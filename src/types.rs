/*
 * This Source Code Form is subject to the terms of the Mozilla Public
 * License, v. 2.0. If a copy of the MPL was not distributed with this
 * file, You can obtain one at https://mozilla.org/MPL/2.0/.
 */

use std::fmt;
use std::str::FromStr;

use crate::curve::*;
use crate::errors::SerializationError;
use crate::tobytes::*;

///A key image: `private_key * h_point(public_key)`.
///
///Identical for every signature made with the same private key,
///which is what lets the ledger refuse a second withdrawal.
pub type KeyImage = Point;

fn parse_hex<const N: usize>(s: &str) -> Result<[u8; N], SerializationError> {
    let digits = s.strip_prefix("0x").or_else(|| s.strip_prefix("0X")).unwrap_or(s);
    if digits.len() != 2 * N {
        return Err(SerializationError::DecodingError)
    }
    let mut bytes = [0u8; N];
    hex::decode_to_slice(digits, &mut bytes).map_err(|_| SerializationError::DecodingError)?;
    return Ok(bytes)
}

///A 20-byte account address on the ledger.
#[derive(Debug, Clone, Copy, PartialEq, Eq, Hash)]
pub struct Address(
    pub [u8; 20]

); impl Address {
    pub fn as_bytes(&self) -> &[u8; 20] {
        return &self.0
    }

} impl fmt::Display for Address {
    fn fmt(&self, f: &mut fmt::Formatter<'_>) -> fmt::Result {
        write!(f, "0x{}", hex::encode(self.0))
    }

} impl FromStr for Address {
    type Err = SerializationError;

    ///Parse a `0x`-prefixed hex address. Case (including checksum case) is ignored.
    fn from_str(s: &str) -> Result<Self, Self::Err> {
        if !s.starts_with("0x") && !s.starts_with("0X") {
            return Err(SerializationError::DecodingError)
        }
        return Ok(Self(parse_hex(s)?))
    }

} impl Serialize for Address {
    fn serialize<S: serde::Serializer>(&self, serializer: S) -> Result<S::Ok, S::Error> {
        serializer.serialize_str(&self.to_string())
    }

} impl<'de> Deserialize<'de> for Address {
    fn deserialize<D: serde::Deserializer<'de>>(deserializer: D) -> Result<Self, D::Error> {
        let s = String::deserialize(deserializer)?;
        Address::from_str(&s).map_err(serde::de::Error::custom)
    }
}

///The ledger's commitment to the finalized membership of one ring.
#[derive(Debug, Clone, Copy, PartialEq, Eq, Hash)]
pub struct RingHash(
    pub [u8; 32]

); impl RingHash {
    pub fn as_bytes(&self) -> &[u8; 32] {
        return &self.0
    }

} impl fmt::Display for RingHash {
    fn fmt(&self, f: &mut fmt::Formatter<'_>) -> fmt::Result {
        write!(f, "0x{}", hex::encode(self.0))
    }
}

///A transaction identifier.
#[derive(Debug, Clone, Copy, PartialEq, Eq, Hash)]
pub struct TxHash(
    pub [u8; 32]

); impl fmt::Display for TxHash {
    fn fmt(&self, f: &mut fmt::Formatter<'_>) -> fmt::Result {
        write!(f, "0x{}", hex::encode(self.0))
    }

} impl FromStr for TxHash {
    type Err = SerializationError;

    fn from_str(s: &str) -> Result<Self, Self::Err> {
        return Ok(Self(parse_hex(s)?))
    }
}

///A raw 256-bit big-endian word, as scalars and coordinates travel over the wire.
#[derive(Debug, Clone, Copy, PartialEq, Eq, Hash, Default)]
pub struct Word(
    pub [u8; 32]

); impl Word {
    ///The word holding a scalar.
    pub fn from_scalar(scalar: &Scalar) -> Self {
        return Self(encode_scalar(scalar))
    }

    ///The `[x, y]` words holding a point.
    pub fn from_point(point: &Point) -> [Self; 2] {
        let encoded = encode_point(point);
        let mut x = [0u8; 32];
        let mut y = [0u8; 32];
        x.copy_from_slice(&encoded[..32]);
        y.copy_from_slice(&encoded[32..]);
        return [Self(x), Self(y)]
    }

    ///Reduce this word modulo the group order.
    pub fn to_scalar(&self) -> Scalar {
        return scalar_from_word(&self.0)
    }

    ///Decode `[x, y]` into a point.
    pub fn to_point(words: &[Word; 2]) -> Result<Point, crate::errors::PointError> {
        return decode_point(&[words[0].0, words[1].0].concat())
    }

    ///Returns the value if it fits in a `u128`.
    pub fn to_u128(&self) -> Option<u128> {
        if self.0[..16].iter().any(|byte| *byte != 0) {
            return None
        }
        let mut low = [0u8; 16];
        low.copy_from_slice(&self.0[16..]);
        return Some(u128::from_be_bytes(low))
    }

} impl From<u128> for Word {
    fn from(value: u128) -> Self {
        let mut word = [0u8; 32];
        word[16..].copy_from_slice(&value.to_be_bytes());
        return Self(word)
    }

} impl fmt::Display for Word {
    fn fmt(&self, f: &mut fmt::Formatter<'_>) -> fmt::Result {
        write!(f, "0x{}", hex::encode(self.0))
    }
}

///A Ring represents the ordered public keys a ring signature is made over.
///
///This is a wrapper type for `Vec<Point>`.
///The internal `Vec` can be accessed with `ring.0`.
#[derive(Debug, Clone, PartialEq, Eq, Default)]
pub struct Ring(pub Vec<Point>);
impl Ring {
    ///Creates a new, empty ring.
    pub fn new() -> Self {
        return Self(Vec::new());
    }

    ///Build a ring from the ledger's fixed-size slate,
    ///dropping placeholder (identity) slots and keeping the order of the rest.
    pub fn from_slate(slate: &[Point]) -> Self {
        return Self(slate.iter()
            .filter(|key| !is_identity(key))
            .copied()
            .collect())
    }

    ///Appends a public key to the ring.
    pub fn push(&mut self, key: Point) {
        self.0.push(key);
    }

    pub fn len(&self) -> usize {
        return self.0.len()
    }

    pub fn is_empty(&self) -> bool {
        return self.0.is_empty()
    }

    pub fn iter(&self) -> std::slice::Iter<'_, Point> {
        return self.0.iter()
    }
}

+-------+

● WORK REQUIRED
The answer must be every line of the records that contains the word "encoded".

● OUTPUT
        let encoded = encode_point(point);
        x.copy_from_slice(&encoded[..32]);
        y.copy_from_slice(&encoded[32..]);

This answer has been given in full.